The Poet on Crutches Blog was included in the
National Arts and Disability Center (NADC) Arts and Disability Web Tour.
And I look forward...
June 17, 2009
The draft version of
scene three of
when the foreground and the background merged
has been written and is now online. The next thing I need to do
is create the "lines" opening, do some editing, work on
the notes
and then work on the opening pages for this entire Interlude.
And now, (a day later) the draft "lines" opening is completed, so scene three begins
here.
I think it is good. It is time to edit and visually shape the entire work.
In this same morning, I rearranged somewhat the images in the new trails book.
It is better, but I won't post what it looks like since it is likely to change again soon.
The work as a whole does not look complete until there is an image for every place
in the array, and I have worked on the painting of each image, so that the interplay of
light, dark and color and sense of place are coherent and visually satisfying.
Sue Thomas will be interviewing me about the Poet on Crutches Blog
for her excellent
The Wild Surmise Project which is about cyberspace and nature.
Writer/new media writer
Sue Thomas founded the seminal trAce Online Writing Centre in 1995.
It was great to to meet her some years ago at the Electronic Literature Organization
Symposium, that was hosted by UCLA.
And I look forward....
______________
June 14, 2009
Sunday. Planning to go to a family party and then Choral Evensong at St. Marks later today.
Working on the
Authoring Software Project. I added bios for Robert Kendall
and Deena Larsen and to the Project. For Authoring Software, Deena writes about
her
Pines at Walden Pond, created with Trellix.
Also included in the Authoring Software Project, new media poetry by my
former classics professor
William Harris.
Took a trip to the mountains last week. Was disappointed when it began
to rain, just when I reached my destination, but nevertheless the
trail was beautiful in the soft gray rain. Patches of snow on the mountains,
and there were brief moments of sunshine. The rocky path along this lake is
quite challenging on crutches, but I very much miss hiking this kind of trail,
and as I was walking along, I was thinking about
Snowshoe Thompson
going up and down these hills in winter, delivering the mail on skis.
It was a few days after the Middlebury College reunion in Vermont. I can't
usually travel that far, so didn't go but was remembering the downhill
racing course my freshman year at Middlebury when I was on the ski team.

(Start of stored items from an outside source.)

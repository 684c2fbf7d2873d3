use std::sync::Arc;

use tracing::{error, info, instrument, warn};

use crate::{
    checkout::{build_billing_address, CheckoutOrder, META_OPAQUE_DATA, META_SUBSCRIPTION_ID},
    events::{Event, EventSender},
    processor::{
        client::ProcessorClient,
        types::{OpaqueToken, SubscriptionCustomer, SubscriptionPayload},
    },
};

/// Minimal recurring-payments integration: creates a processor subscription
/// from a settled parent order's stored token and tears it down when the
/// host cancels. Failures here are logged and never fail the host flow.
pub struct SubscriptionService {
    client: Arc<ProcessorClient>,
    events: EventSender,
}

impl SubscriptionService {
    pub fn new(client: Arc<ProcessorClient>, events: EventSender) -> Self {
        Self { client, events }
    }

    /// Create a processor subscription for a subscription rooted at
    /// `parent_order`, unless one already exists. Returns the processor
    /// subscription id when one was created.
    #[instrument(skip(self, parent_order), fields(order_id = %parent_order.id()))]
    pub async fn create_for_order(
        &self,
        subscription_id: &str,
        parent_order: &mut dyn CheckoutOrder,
    ) -> Option<String> {
        if parent_order
            .meta(META_SUBSCRIPTION_ID)
            .is_some_and(|id| !id.is_empty())
        {
            return None;
        }

        let raw = match parent_order.meta(META_OPAQUE_DATA) {
            Some(raw) if !raw.is_empty() => raw,
            _ => return None,
        };
        let opaque_data: OpaqueToken = match serde_json::from_str(&raw) {
            Ok(token) => token,
            Err(_) => {
                warn!("stored opaque data is not valid token JSON, skipping subscription");
                return None;
            }
        };

        let payload = SubscriptionPayload {
            variant_id: format!("storefront-subscription-{}", subscription_id),
            opaque_data,
            customer: SubscriptionCustomer {
                email: parent_order.billing_email(),
                name: parent_order.billing_first_name(),
                last_name: parent_order.billing_last_name(),
                phone: parent_order.billing_phone(),
            },
            address: build_billing_address(parent_order),
        };

        let response = match self.client.create_subscription(&payload).await {
            Ok(response) => response,
            Err(e) => {
                error!(error = %e, "failed to create ChargX subscription");
                return None;
            }
        };

        let id = response.id.filter(|id| !id.is_empty())?;
        parent_order.set_meta(META_SUBSCRIPTION_ID, id.clone());

        info!(processor_subscription_id = %id, "ChargX subscription created");
        self.events
            .send_logged(Event::SubscriptionCreated {
                order_id: parent_order.id(),
                processor_subscription_id: id.clone(),
            })
            .await;

        Some(id)
    }

    /// Cancel the processor subscription recorded on the parent order, if
    /// any. Returns true when a subscription was cancelled.
    #[instrument(skip(self, parent_order), fields(order_id = %parent_order.id()))]
    pub async fn cancel_for_order(&self, parent_order: &mut dyn CheckoutOrder) -> bool {
        let id = match parent_order.meta(META_SUBSCRIPTION_ID) {
            Some(id) if !id.is_empty() => id,
            _ => return false,
        };

        if let Err(e) = self.client.delete_subscription(&id).await {
            error!(error = %e, "failed to cancel ChargX subscription");
            return false;
        }

        parent_order.delete_meta(META_SUBSCRIPTION_ID);

        info!(processor_subscription_id = %id, "ChargX subscription cancelled");
        self.events
            .send_logged(Event::SubscriptionCancelled {
                order_id: parent_order.id(),
                processor_subscription_id: id,
            })
            .await;

        true
    }
}
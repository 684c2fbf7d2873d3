//! ChargX Payment Gateway
//!
//! Accepts card, Apple Pay, and Google Pay payments through the ChargX
//! processor. Sensitive card data is tokenized against the processor
//! directly; raw card numbers never transit the merchant's server.
#![forbid(unsafe_code)]
#![deny(rust_2018_idioms)]
#![allow(elided_lifetimes_in_paths)]
#![warn(clippy::all, clippy::perf, clippy::dbg_macro)]

pub mod checkout;
pub mod config;
pub mod errors;
pub mod events;
pub mod handlers;
pub mod processor;
pub mod services;

use axum::{routing::get, Router};
use serde::Serialize;

/// Shared application state for the HTTP surface.
#[derive(Clone)]
pub struct AppState {
    pub config: config::GatewayConfig,
    pub services: handlers::AppServices,
}

/// Common response wrapper for handler payloads.
#[derive(Debug, Serialize)]
pub struct ApiResponse<T> {
    pub success: bool,
    #[serde(skip_serializing_if = "Option::is_none")]
    pub data: Option<T>,
    #[serde(skip_serializing_if = "Option::is_none")]
    pub error: Option<String>,
}

impl<T> ApiResponse<T> {
    pub fn success(data: T) -> Self {
        Self {
            success: true,
            data: Some(data),
            error: None,
        }
    }

    pub fn error(message: String) -> ApiResponse<()> {
        ApiResponse {
            success: false,
            data: None,
            error: Some(message),
        }
    }
}

/// Build the application router: status + health + the v1 API.
pub fn app_router() -> Router<AppState> {
    Router::new()
        .route("/", get(|| async { "chargx-gateway up" }))
        .route("/health", get(handlers::health::health_check))
        .nest("/api/v1", handlers::api_v1_routes())
}
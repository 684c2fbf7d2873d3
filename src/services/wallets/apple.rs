use std::sync::Arc;

use async_trait::async_trait;
use base64::{engine::general_purpose::STANDARD as BASE64, Engine as _};
use rust_decimal::Decimal;
use serde_json::{json, Value};
use tokio::sync::mpsc;
use tracing::{debug, error, info, instrument, warn};

use crate::{
    checkout::{AsyncCheckoutSubmitter, PaymentMethod},
    errors::GatewayError,
    processor::client::ProcessorClient,
    services::{
        relay::MerchantValidator,
        wallets::{PaymentCompletion, WalletCallback, WalletSessionState},
    },
};

/// The platform-side Apple Pay session: capability predicate, session
/// opening, and the completion surface the adapter must drive.
#[async_trait]
pub trait ApplePayUi: Send + Sync {
    /// Platform capability predicate, evaluated once at adapter
    /// construction to decide button visibility.
    fn can_make_payments(&self) -> bool;

    /// Open the native wallet session for `payment_request`. Session
    /// callbacks arrive on the returned channel.
    async fn begin(
        &self,
        payment_request: Value,
    ) -> Result<mpsc::Receiver<WalletCallback>, GatewayError>;

    /// Feed the signed merchant session back into the wallet.
    async fn complete_merchant_validation(&self, session: Value);

    /// Abort the session (merchant validation failed).
    async fn abort(&self);

    /// Resolve the authorization and release the native payment sheet.
    /// Invoked exactly once per authorization attempt; omitting it leaks
    /// the sheet.
    async fn complete_payment(&self, completion: PaymentCompletion);
}

#[async_trait]
impl<T: ApplePayUi + ?Sized> ApplePayUi for Arc<T> {
    fn can_make_payments(&self) -> bool {
        (**self).can_make_payments()
    }

    async fn begin(
        &self,
        payment_request: Value,
    ) -> Result<mpsc::Receiver<WalletCallback>, GatewayError> {
        (**self).begin(payment_request).await
    }

    async fn complete_merchant_validation(&self, session: Value) {
        (**self).complete_merchant_validation(session).await
    }

    async fn abort(&self) {
        (**self).abort().await
    }

    async fn complete_payment(&self, completion: PaymentCompletion) {
        (**self).complete_payment(completion).await
    }
}

pub struct ApplePayAdapter<U> {
    client: Arc<ProcessorClient>,
    relay: Arc<dyn MerchantValidator>,
    submitter: Arc<dyn AsyncCheckoutSubmitter>,
    ui: U,
    available: bool,
}

impl<U: ApplePayUi> ApplePayAdapter<U> {
    pub fn new(
        client: Arc<ProcessorClient>,
        relay: Arc<dyn MerchantValidator>,
        submitter: Arc<dyn AsyncCheckoutSubmitter>,
        ui: U,
    ) -> Self {
        let available = ui.can_make_payments();
        Self {
            client,
            relay,
            submitter,
            ui,
            available,
        }
    }

    /// Whether the Apple Pay button should render at all.
    pub fn button_visible(&self) -> bool {
        self.available
    }

    /// Run one payment attempt: fetch the wallet descriptor, open the
    /// native session, and drive its callbacks to a terminal state.
    #[instrument(skip(self))]
    pub async fn start(&self, order_total: Decimal) -> Result<WalletSessionState, GatewayError> {
        if !self.available {
            return Ok(WalletSessionState::Unavailable);
        }

        let descriptor = self
            .client
            .pretransact()
            .await
            .map_err(super::wallet_bootstrap_error)?;
        let mut payment_request = descriptor
            .apple_pay
            .and_then(|a| a.payment_request)
            .ok_or_else(|| {
                GatewayError::ProcessorUnavailable(
                    "Apple Pay configuration not available from ChargX".to_string(),
                )
            })?;

        inject_total(&mut payment_request, order_total);

        let mut state = WalletSessionState::Requesting;
        let mut callbacks = self.ui.begin(payment_request).await?;

        info!("Apple Pay session opened");

        while let Some(callback) = callbacks.recv().await {
            state = self.handle_callback(state, callback).await?;
            if state.is_terminal() {
                break;
            }
        }

        Ok(state)
    }

    async fn handle_callback(
        &self,
        state: WalletSessionState,
        callback: WalletCallback,
    ) -> Result<WalletSessionState, GatewayError> {
        if state.is_terminal() {
            debug!("ignoring wallet callback after terminal state");
            return Ok(state);
        }

        match callback {
            WalletCallback::ValidateMerchant { validation_url } => {
                match self.relay.validate(&validation_url).await {
                    Ok(session) => {
                        self.ui.complete_merchant_validation(session).await;
                        Ok(WalletSessionState::AwaitingUserAuth)
                    }
                    Err(e) => {
                        // Abort silently for the buyer; the detail is for
                        // operators.
                        error!(error = %e, "Apple Pay merchant validation failed");
                        self.ui.abort().await;
                        Ok(WalletSessionState::Failed)
                    }
                }
            }
            WalletCallback::PaymentAuthorized { payment_data } => {
                let Some(payment_data) = payment_data else {
                    warn!("payment authorized without payment data");
                    self.ui.complete_payment(PaymentCompletion::Failure).await;
                    return Ok(WalletSessionState::Failed);
                };

                let token_base64 = BASE64.encode(serde_json::to_vec(&payment_data)?);
                debug!(
                    state = ?WalletSessionState::AuthorizedPending,
                    "payment authorized, submitting checkout out-of-band"
                );

                // Submit the checkout out-of-band; the wallet sheet stays
                // open until we resolve the completion from the response.
                match self
                    .submitter
                    .submit(PaymentMethod::ApplePay, token_base64)
                    .await
                {
                    Ok(result) if result.is_success() => {
                        self.ui.complete_payment(PaymentCompletion::Success).await;
                        info!("Apple Pay checkout completed");
                        Ok(WalletSessionState::Completed)
                    }
                    Ok(result) => {
                        warn!(messages = ?result.messages, "Apple Pay checkout rejected");
                        self.ui.complete_payment(PaymentCompletion::Failure).await;
                        Ok(WalletSessionState::Failed)
                    }
                    Err(e) => {
                        error!(error = %e, "Apple Pay checkout submission failed");
                        self.ui.complete_payment(PaymentCompletion::Failure).await;
                        Ok(WalletSessionState::Failed)
                    }
                }
            }
            WalletCallback::Cancelled => {
                // Buyer cancelled; no side effects.
                info!("Apple Pay session cancelled by buyer");
                Ok(WalletSessionState::Cancelled)
            }
        }
    }
}

/// Overwrite the payment request's total with the computed order total.
fn inject_total(payment_request: &mut Value, order_total: Decimal) {
    let amount = format!("{:.2}", order_total);
    match payment_request.get_mut("total") {
        Some(Value::Object(total)) => {
            total.insert("amount".to_string(), Value::String(amount));
        }
        _ => {
            payment_request["total"] = json!({ "amount": amount });
        }
    }
}
use axum::{extract::State, http::StatusCode, response::IntoResponse, Json};
use serde::Deserialize;
use serde_json::Value;
use tracing::{error, info};

use crate::{errors::GatewayError, ApiResponse, AppState};

/// Admin operation on a settled or authorized processor transaction.
#[derive(Debug, Deserialize)]
pub struct TransactionRequest {
    #[serde(rename = "orderId")]
    pub order_id: String,
}

/// Capture a previously authorized transaction.
pub async fn capture(
    State(state): State<AppState>,
    Json(request): Json<TransactionRequest>,
) -> impl IntoResponse {
    info!(order_id = %request.order_id, "capture requested");
    respond(state.services.client.capture(&request.order_id).await)
}

/// Refund a transaction.
pub async fn refund(
    State(state): State<AppState>,
    Json(request): Json<TransactionRequest>,
) -> impl IntoResponse {
    info!(order_id = %request.order_id, "refund requested");
    respond(state.services.client.refund(&request.order_id).await)
}

/// Void a transaction.
pub async fn void(
    State(state): State<AppState>,
    Json(request): Json<TransactionRequest>,
) -> impl IntoResponse {
    info!(order_id = %request.order_id, "void requested");
    respond(state.services.client.void(&request.order_id).await)
}

/// Payout via the admin API. The payload is passed through to the
/// processor; the secret key is attached server-side.
pub async fn payout(
    State(state): State<AppState>,
    Json(payload): Json<Value>,
) -> impl IntoResponse {
    info!("payout requested");
    respond(state.services.client.payout(&payload).await)
}

fn respond(result: Result<Value, GatewayError>) -> axum::response::Response {
    match result {
        Ok(value) => (StatusCode::OK, Json(ApiResponse::success(value))).into_response(),
        Err(e) => {
            error!(error = %e, "transaction operation failed");
            (
                e.status_code(),
                Json(ApiResponse::<()>::error(e.response_message())),
            )
                .into_response()
        }
    }
}
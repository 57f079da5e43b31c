//! vocabquiz-core: Quiz engine, session controller, and deck storage.
//!
//! This crate defines the vocabulary data model, the multiple-choice
//! selection engine with its mastery-level bookkeeping, and the deck files
//! that the rest of vocabquiz builds on.

pub mod config;
pub mod deck;
pub mod engine;
pub mod error;
pub mod launch;
pub mod model;
pub mod session;
pub mod traits;
//! The `vocabquiz import` command.

use std::path::PathBuf;

use anyhow::{Context, Result};

use vocabquiz_core::deck::parse_deck;

pub fn execute(from: PathBuf, into: PathBuf) -> Result<()> {
    let source = parse_deck(&from)?;
    let mut target = parse_deck(&into)?;

    let added = target.merge(source.items.iter().map(|item| item.key().clone()));
    let skipped = source.items.len() - added;

    if added > 0 {
        target.touch();
        target
            .save(&into)
            .with_context(|| format!("failed to update deck: {}", into.display()))?;
    }

    println!(
        "Imported {added} new item(s) from '{}' into '{}' ({skipped} already present).",
        source.name, target.name
    );

    Ok(())
}
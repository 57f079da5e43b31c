//! Stateful quiz session.
//!
//! [`QuizSession`] keeps what a quiz screen needs between user actions: the
//! current [`QuizState`], the level filter, and the levels that can be
//! filtered on. The pool itself stays with the caller and is passed to every
//! call.

use std::collections::BTreeSet;

use rand::rngs::ThreadRng;
use rand::Rng;

use crate::engine::{self, QuizState};
use crate::launch::LaunchAction;
use crate::model::{IdentityKey, LevelFilter, VocabularyItem};

/// A running quiz over a caller-owned pool.
#[derive(Debug)]
pub struct QuizSession<R = ThreadRng> {
    state: QuizState,
    level_filter: LevelFilter,
    available_levels: BTreeSet<u8>,
    rng: R,
}

impl QuizSession<ThreadRng> {
    /// A session drawing from the thread-local RNG.
    pub fn new() -> Self {
        Self::with_rng(rand::rng())
    }
}

impl Default for QuizSession<ThreadRng> {
    fn default() -> Self {
        Self::new()
    }
}

impl<R: Rng> QuizSession<R> {
    pub fn with_rng(rng: R) -> Self {
        Self {
            state: QuizState::Idle,
            level_filter: None,
            available_levels: BTreeSet::new(),
            rng,
        }
    }

    /// Start with a level filter already set.
    pub fn with_level_filter(mut self, filter: LevelFilter) -> Self {
        self.level_filter = filter;
        self
    }

    pub fn state(&self) -> &QuizState {
        &self.state
    }

    pub fn level_filter(&self) -> LevelFilter {
        self.level_filter
    }

    /// Levels present in the pool as of the last draw or answer.
    pub fn available_levels(&self) -> &BTreeSet<u8> {
        &self.available_levels
    }

    /// Whether filtering on `level` would find any item.
    pub fn is_level_available(&self, level: u8) -> bool {
        self.available_levels.contains(&level)
    }

    /// Draw a new random question, honoring the level filter.
    pub fn next_question(&mut self, pool: &[VocabularyItem]) -> &QuizState {
        self.available_levels = engine::available_levels(pool);
        self.state = engine::select_question(pool, self.level_filter, &mut self.rng);
        &self.state
    }

    /// Ask about `item` specifically. Unknown items leave the session as is.
    pub fn request(&mut self, item: &VocabularyItem, pool: &[VocabularyItem]) -> &QuizState {
        self.available_levels = engine::available_levels(pool);
        self.state = engine::request_question(pool, item, &self.state, &mut self.rng);
        &self.state
    }

    /// Like [`request`](Self::request), looking the item up by key.
    pub fn request_key(&mut self, key: &IdentityKey, pool: &[VocabularyItem]) -> &QuizState {
        self.request(&VocabularyItem::new(key.clone()), pool)
    }

    /// Record the user's pick for the current question.
    ///
    /// Returns the pool index of the item whose level changed, which the
    /// caller should persist. Returns `None` when there was nothing to score.
    pub fn answer(&mut self, selected_index: usize, pool: &mut [VocabularyItem]) -> Option<usize> {
        let next = engine::record_answer(&self.state, selected_index, pool);
        if next == self.state {
            tracing::debug!(selected_index, "answer ignored");
            return None;
        }
        self.state = next;

        self.available_levels = engine::available_levels(pool);
        let filter = engine::clear_filter_if_exhausted(self.level_filter, pool);
        if filter != self.level_filter {
            tracing::info!(
                level = ?self.level_filter,
                "no items left at filtered level, showing all levels"
            );
            self.level_filter = filter;
        }

        self.state.question_index()
    }

    /// Filter questions to `level` and draw one.
    pub fn show_level(&mut self, level: u8, pool: &[VocabularyItem]) -> &QuizState {
        self.level_filter = Some(level);
        self.next_question(pool)
    }

    /// Toggle the filter: a new level selects it, the current level clears it.
    /// Draws a new question either way.
    pub fn change_level(&mut self, level: u8, pool: &[VocabularyItem]) -> &QuizState {
        if self.level_filter == Some(level) {
            tracing::info!(level, "level filter cleared");
            self.level_filter = None;
            self.next_question(pool)
        } else {
            tracing::info!(level, "level filter set");
            self.show_level(level, pool)
        }
    }

    /// Switch to the lowest level present in the pool and draw a question.
    pub fn select_min_level(&mut self, pool: &[VocabularyItem]) -> &QuizState {
        let min_level = engine::available_levels(pool)
            .first()
            .copied()
            .unwrap_or(0);
        if self.level_filter == Some(min_level) {
            self.next_question(pool)
        } else {
            self.change_level(min_level, pool)
        }
    }

    pub fn clear_level(&mut self) {
        self.level_filter = None;
    }

    /// End the quiz: drop the filter and go idle.
    pub fn finish(&mut self) {
        self.level_filter = None;
        self.state = QuizState::Idle;
    }

    /// React to an external launch. A launch naming an item asks about that
    /// item; any other launch draws a random question.
    pub fn handle_launch(&mut self, action: LaunchAction, pool: &[VocabularyItem]) -> &QuizState {
        let LaunchAction::StartQuiz { source, item } = action;
        tracing::info!(%source, has_item = item.is_some(), "handling launch action");
        match item {
            Some(key) => self.request_key(&key, pool),
            None => self.next_question(pool),
        }
    }
}
//! Quiz configuration loading.

use std::path::{Path, PathBuf};

use anyhow::{Context, Result};
use serde::{Deserialize, Serialize};

use crate::model::{LevelFilter, MAX_LEVEL};

/// Top-level vocabquiz configuration.
#[derive(Debug, Clone, PartialEq, Serialize, Deserialize)]
pub struct QuizConfig {
    /// Deck to quiz on when none is given on the command line.
    #[serde(default)]
    pub deck: Option<PathBuf>,
    /// Level filter applied when a quiz starts.
    #[serde(default)]
    pub default_level: LevelFilter,
    /// Fixed RNG seed, for reproducible question order.
    #[serde(default)]
    pub seed: Option<u64>,
    /// Show the item's mastery level next to each question.
    #[serde(default = "default_true")]
    pub show_levels: bool,
}

fn default_true() -> bool {
    true
}

impl Default for QuizConfig {
    fn default() -> Self {
        Self {
            deck: None,
            default_level: None,
            seed: None,
            show_levels: true,
        }
    }
}

/// Resolve environment variable references like `${VAR_NAME}` in a string.
///
/// Substituted values are not scanned again, so a value containing `${...}`
/// is kept as is.
fn resolve_env_vars(s: &str) -> String {
    let mut result = String::with_capacity(s.len());
    let mut rest = s;
    while let Some(start) = rest.find("${") {
        let Some(end) = rest[start..].find('}') else {
            break;
        };
        result.push_str(&rest[..start]);
        let var_name = &rest[start + 2..start + end];
        result.push_str(&std::env::var(var_name).unwrap_or_default());
        rest = &rest[start + end + 1..];
    }
    result.push_str(rest);
    result
}

/// Load configuration from well-known paths.
///
/// Search order:
/// 1. `vocabquiz.toml` in the current directory
/// 2. `~/.config/vocabquiz/config.toml`
///
/// Environment variable override: `VOCABQUIZ_DECK`.
pub fn load_config() -> Result<QuizConfig> {
    load_config_from(None)
}

/// Load config from an explicit path, or search the default locations.
pub fn load_config_from(path: Option<&Path>) -> Result<QuizConfig> {
    let config_path = if let Some(p) = path {
        if p.exists() {
            Some(p.to_path_buf())
        } else {
            anyhow::bail!("config file not found: {}", p.display());
        }
    } else {
        let local = PathBuf::from("vocabquiz.toml");
        if local.exists() {
            Some(local)
        } else {
            config_dir()
                .map(|dir| dir.join("config.toml"))
                .filter(|global| global.exists())
        }
    };

    let mut config = match config_path {
        Some(path) => {
            let content = std::fs::read_to_string(&path)
                .with_context(|| format!("failed to read config: {}", path.display()))?;
            let config = parse_config_str(&content)
                .with_context(|| format!("failed to parse config: {}", path.display()))?;
            tracing::debug!("loaded config from {}", path.display());
            config
        }
        None => QuizConfig::default(),
    };

    if let Ok(deck) = std::env::var("VOCABQUIZ_DECK") {
        config.deck = Some(PathBuf::from(deck));
    }

    config.deck = config
        .deck
        .map(|d| PathBuf::from(resolve_env_vars(&d.to_string_lossy())));

    Ok(config)
}

/// Parse and check a config TOML string.
pub fn parse_config_str(content: &str) -> Result<QuizConfig> {
    let config: QuizConfig = toml::from_str(content)?;
    if let Some(level) = config.default_level {
        anyhow::ensure!(
            level <= MAX_LEVEL,
            "default_level must be between 0 and {MAX_LEVEL}, got {level}"
        );
    }
    Ok(config)
}

fn config_dir() -> Option<PathBuf> {
    std::env::var("HOME")
        .ok()
        .map(|h| PathBuf::from(h).join(".config").join("vocabquiz"))
}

I made my way -- with difficulty on crutches -- down towards the lake, where I painted this
watercolor, until it began to rain harder. On the way back, I was able to make three pen
and ink sketches.
______________
June 9, 2009
I have finished laying out the interface for
scene three of
when the foreground and the background merged
For consistency, the interface is mostly the same as scene one, so this work,
which is in itself an interlude, moves from a conceptual open book
where the two pages you see change magically and are contrapuntal,
to an artists book interlude where one page is text and the other page is
a text slide show of related information and memories. And then back
to the open book format of scene one.
The draft writing is mostly done, and I am beginning to put the words
in the DHTML framework. This is one of the best parts of writing new media literature --
that moment when the writing and the interface come together.
June 8, 2009
You would never know
what it was I was trying to say on the canvas that day
unless I was able to convey
the essence of a certain experience
in the evidence of multiple brush strokes
or the slow buildup of intense color.

At this time of year you can walk down almost any trail in California
and see fields of blue or yellow lupine, fields of white daisies,
yellow daisies. California poppies. And the forty shades of green in
Johnny Cash's song: "I'd walk from Cork to Larne to see those Forty Shades of Green".
It is difficult to imagine the wildflowers if you do not live here.
On my home trail, I painted a row of white flowers along the trail,
and before I put in all the details, they looked like snow spread out
beneath the pine trees. In my visual books, I like to intersperse
the wildflowers and green hills with darker images of pine forests and fog,
approximating the experience of hiking in Northern California.
If you go for walks in the high country, take along
The Laws Field Guide to the Sierra Nevada (Heyday)
John Muir Laws went to the mountains with watercolors and painted over
2700 images of birds, animals, flowers, and trees to create this book.
Last week, I heard
Kim Shuck (Tsalagi, Sauk/Fox, Polish) read at
Gathering Tribes. Bought a copy of her
Smuggling Cherokee (The Greenfield Review Press)
I would describe it, but devorah major does it better on the back cover
"...Read it aloud so you can hear its notes falling from your tongue,
some held and others released quickly, some trilling in the wind of your
voice..." There is more... I also wanted to read more of devorah's poetry
after I read her generously wonderful description of Kim Shuck's work.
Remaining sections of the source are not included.